The collectionSplitter creates a collection record or finds an exact match (on name) and creates a flat relationship. The collectionSplitter can only be used for flat (regular) relationships, not hierarchical relationships. For hierarchical relationships, use the collectionHierarchyBuilder refinery. NOTE: because the collectionSplitter creates new records the full container paths must be specified in the attributes parameter (i.e. ca_table.container_code.subElement_code)

Refinery Refinery parameter Parameter notes Example
collectionSplitter delimiter Sets the value of the delimiter to break on, separating data source values {"delimiter": ";"}
collectionSplitter relationshipType Accepts a constant type code for the relationship type or a reference to the location in the data source where the type can be found. Note (for object data): if the relationship type matches that set as the hierarchy control, the object will be pulled in as a "child" element in the collection hierarchy {"relationshipType": "part_of"}
collectionSplitter collectionType Accepts a constant list item idno from the list collection_types or a reference to the location in the data source where the type can be found {"collectionType": "box"}
collectionSplitter attributes Sets or maps metadata for the collection record by referencing the metadataElement code and the location in the data source where the data values can be found {
   "attributes": {
       "collectionDateSet": {
           "collectionDate": "^12"
       }
   }

}

collectionSplitter relationshipTypeDefault Sets the default relationship type that will be used if none are defined or if the data source values don't match any values in the CollectiveAccess system {"relationshipTypeDefault":"part_of"}
collectionSplitter collectionTypeDefault Sets the default collection type that will be used if none are defined or if the data source values do not match any values in the CollectiveAccess list collection_types {"collectionTypeDefault":"series"}
collectionSplitter parents Maps or builds the parent levels above the record laterally related to the imported data. The parent parameter has several sub-parameters including:

idno: maps the level-specific idno

name: maps the level-specific preferred_label

type: maps the level-specific record type (must match the item idno exactly)

attributes: maps the (optional) level-specific metadata. Includes the metadataElement code and the data source.
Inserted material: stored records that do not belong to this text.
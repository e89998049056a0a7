//! Traits shared across the veriwork crates.
//!
//! Every cross-crate abstraction is defined here so that higher layers depend
//! only on `veriwork-types`, not on each other.

use crate::{Credential, error::Result};
use async_trait::async_trait;

/// Holds the current session credential.
///
/// Purely in-memory state: no network or blocking behavior. `set` replaces
/// the credential wholesale (readers never observe a half-updated value) and
/// `clear` empties the slot so subsequent guards fail fast instead of
/// retrying forever.
pub trait TokenStore: Send + Sync {
    /// The currently held credential, if any.
    fn current(&self) -> Option<Credential>;
    /// Replaces the held credential.
    fn set(&self, credential: Credential);
    /// Drops the held credential.
    fn clear(&self);
}

/// Renews the session credential against the external auth backend.
///
/// The wire contract behind this seam is the backend's business; the core
/// only requires a fresh [`Credential`] or a failure.
#[async_trait]
pub trait TokenRenewer: Send + Sync {
    /// Obtain a fresh credential.
    async fn renew(&self) -> Result<Credential>;
}
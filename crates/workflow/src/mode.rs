//! Protocol-generation resolution for persisted records.
//!
//! Records created across several product generations carry different
//! markers. Classification is priority-ordered and must stay stable:
//! misreading an old record as the newer family selects incompatible
//! behavior for it.

use serde::{Deserialize, Serialize};

/// Marker identifying the current workspace family.
pub const WORKSPACE_FAMILY: &str = "evidence_validation_workspace";

/// Transitional marker from the repo-validation era; records tagged with it
/// belong to the workspace family.
pub const LEGACY_REPO_V2: &str = "repo_validation_v2";

/// Marker for first-generation workflows.
pub const WORKFLOW_V1: &str = "workflow_v1";

/// Label shown when a record has no custom name.
pub const DEFAULT_WORKFLOW_NAME: &str = "Validation workflow";

/// The protocol generation a persisted record belongs to.
#[derive(Debug, Clone, Copy, PartialEq, Eq, Serialize, Deserialize)]
#[serde(rename_all = "snake_case")]
pub enum WorkflowMode {
    WorkspaceV2,
    LegacyV1,
}

/// Metadata snapshot of a persisted record, as loaded from storage.
///
/// All fields are optional: records from before either marker existed carry
/// none of them.
#[derive(Debug, Clone, Default, PartialEq, Eq, Serialize, Deserialize)]
pub struct WorkflowMeta {
    #[serde(default)]
    pub workflow_family: Option<String>,
    #[serde(default)]
    pub protocol_mode: Option<String>,
    #[serde(default)]
    pub workflow_name: Option<String>,
}

impl WorkflowMeta {
    /// Classifies this record's protocol generation.
    ///
    /// Pure and total; first match wins:
    /// 1. `workflow_family` names the workspace family → [`WorkflowMode::WorkspaceV2`];
    /// 2. `protocol_mode` carries the old repo-validation marker → still
    ///    [`WorkflowMode::WorkspaceV2`] (transitional alias);
    /// 3. `protocol_mode` carries the v1 marker → [`WorkflowMode::LegacyV1`];
    /// 4. no recognized marker → [`WorkflowMode::LegacyV1`], because
    ///    historical records predate both markers.
    #[must_use]
    pub fn mode(&self) -> WorkflowMode {
        if normalized(&self.workflow_family).as_deref() == Some(WORKSPACE_FAMILY) {
            return WorkflowMode::WorkspaceV2;
        }
        match normalized(&self.protocol_mode).as_deref() {
            Some(LEGACY_REPO_V2) => WorkflowMode::WorkspaceV2,
            // `workflow_v1`, unrecognized, and absent markers are all v1:
            // records predating both markers must not land in the new family.
            _ => WorkflowMode::LegacyV1,
        }
    }

    /// Whether this record belongs to the workspace family.
    #[must_use]
    pub fn is_workspace(&self) -> bool {
        self.mode() == WorkflowMode::WorkspaceV2
    }

    /// The record's display name: the trimmed custom name when present,
    /// else the default label.
    #[must_use]
    pub fn display_name(&self) -> String {
        self.workflow_name
            .as_deref()
            .map(str::trim)
            .filter(|s| !s.is_empty())
            .map_or_else(|| DEFAULT_WORKFLOW_NAME.to_string(), str::to_string)
    }
}

fn normalized(field: &Option<String>) -> Option<String> {
    field
        .as_deref()
        .map(|s| s.trim().to_ascii_lowercase())
        .filter(|s| !s.is_empty())
}

#[cfg(test)]
mod tests {
    use super::*;

    fn meta(family: Option<&str>, mode: Option<&str>) -> WorkflowMeta {
        WorkflowMeta {
            workflow_family: family.map(str::to_string),
            protocol_mode: mode.map(str::to_string),
            workflow_name: None,
        }
    }

    #[test]
    fn test_workspace_family_marker() {
        let m = meta(Some("evidence_validation_workspace"), None);
        assert_eq!(m.mode(), WorkflowMode::WorkspaceV2);
        assert!(m.is_workspace());
    }

    #[test]
    fn test_repo_validation_alias_maps_to_workspace() {
        let m = meta(None, Some("repo_validation_v2"));
        assert_eq!(m.mode(), WorkflowMode::WorkspaceV2);
    }

    #[test]
    fn test_v1_marker() {
        let m = meta(None, Some("workflow_v1"));
        assert_eq!(m.mode(), WorkflowMode::LegacyV1);
        assert!(!m.is_workspace());
    }

    #[test]
    fn test_empty_meta_defaults_to_legacy() {
        assert_eq!(WorkflowMeta::default().mode(), WorkflowMode::LegacyV1);
    }

    #[test]
    fn test_unrecognized_markers_default_to_legacy() {
        let m = meta(Some("something_else"), Some("protocol_v9"));
        assert_eq!(m.mode(), WorkflowMode::LegacyV1);
    }

    #[test]
    fn test_family_marker_wins_over_v1_protocol_mode() {
        let m = meta(Some("evidence_validation_workspace"), Some("workflow_v1"));
        assert_eq!(m.mode(), WorkflowMode::WorkspaceV2);
    }

    #[test]
    fn test_markers_normalized_before_comparison() {
        let m = meta(Some("  Evidence_Validation_Workspace \n"), None);
        assert_eq!(m.mode(), WorkflowMode::WorkspaceV2);
        let m = meta(None, Some(" REPO_VALIDATION_V2 "));
        assert_eq!(m.mode(), WorkflowMode::WorkspaceV2);
    }

    #[test]
    fn test_resolution_is_idempotent() {
        let m = meta(None, Some("repo_validation_v2"));
        assert_eq!(m.mode(), m.mode());
    }

    #[test]
    fn test_display_name_custom_trimmed() {
        let m = WorkflowMeta {
            workflow_name: Some("  Q3 audit  ".into()),
            ..WorkflowMeta::default()
        };
        assert_eq!(m.display_name(), "Q3 audit");
    }

    #[test]
    fn test_display_name_default_when_blank_or_absent() {
        let m = WorkflowMeta {
            workflow_name: Some("   ".into()),
            ..WorkflowMeta::default()
        };
        assert_eq!(m.display_name(), DEFAULT_WORKFLOW_NAME);
        assert_eq!(WorkflowMeta::default().display_name(), DEFAULT_WORKFLOW_NAME);
    }

    #[test]
    fn test_deserializes_from_partial_record_json() {
        let m: WorkflowMeta =
            serde_json::from_str(r#"{"protocol_mode": "workflow_v1", "other": 1}"#).unwrap();
        assert_eq!(m.mode(), WorkflowMode::LegacyV1);
        assert!(m.workflow_family.is_none());
    }
}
rules: maps any (optional) level-specific rules .
{
   "parents": [
       {
           "idno": "^/inm:SeriesNo",
           "name": "^/inm:SeriesTitle",
           "type": "series",
           "attributes": { "ca_collections.description": "^7"}
       },
       {
           "idno": "^/inm:CollectionNo",
           "name": "^/inm:CollectionTitle",
           "type": "collection",
           "rules": [
               {
                   "trigger": "^/inm:Status = 'in progress'",
                   "actions": [
                       {
                           "action": "SET",
                           "target": "ca_collections.status",
                           "value": "edit"
                       }
                   ]
               }
           ]
       }
   ]

}

collectionSplitter interstitial Sets metadata for the Relationship record (between the target of the mapping and the related entity via the splitter) {
   "interstitial": {
       "relationshipDate": "^4"
   }

}

The collectionHierarchyBuilder is just like the collectionSplitter except for one key difference: instead of creating flat records it creates a hierarchical relationship between the import data and the parent record(s) created by the refinery. Like the collectionSplitter the collectionHierarchyBuilder first looks to make an exact match (on name) and if none are found it creates the necessary record(s). NOTE: because the collectionHierarchyBuilder creates new records the full container paths must be specified in the attributes parameter (i.e. ca_table.container_code.subElement_code)

Refinery Refinery parameter Parameter notes Example
collectionHierarchyBuilder parents Maps the parent levels that should be built or matched hierarchical above the imported data. The parent parameter has several sub-parameters including:

idno: maps the level-specific idno

name: maps the level-specific preferred_label

type: maps the level-specific record type (must match the item idno exactly)

attributes: maps the (optional) level-specific metadata. Includes the metadataElement code and the data source.

rules: maps any (optional) level-specific rules .
{
   "parents": [
       {
           "idno": "^/inm:SeriesNo",
           "name": "^/inm:SeriesTitle",
           "type": "series",
           "attributes": { "ca_collections.description": "^7"}
       },
       {
           "idno": "^/inm:CollectionNo",
           "name": "^/inm:CollectionTitle",
           "type": "collection",
           "rules": [
               {
                   "trigger": "^/inm:Status = 'in progress'",
                   "actions": [
                       {
                           "action": "SET",
                           "target": "ca_collections.status",
                           "value": "edit"
                       }
                   ]
               }
           ]
       }
   ]

}

The placeSplitter creates a place record or finds an exact match (on name) and creates a relationship. NOTE: because the placeSplitter creates new records the full container paths must be specified in the attributes parameter (i.e. ca_table.container_code.subElement_code)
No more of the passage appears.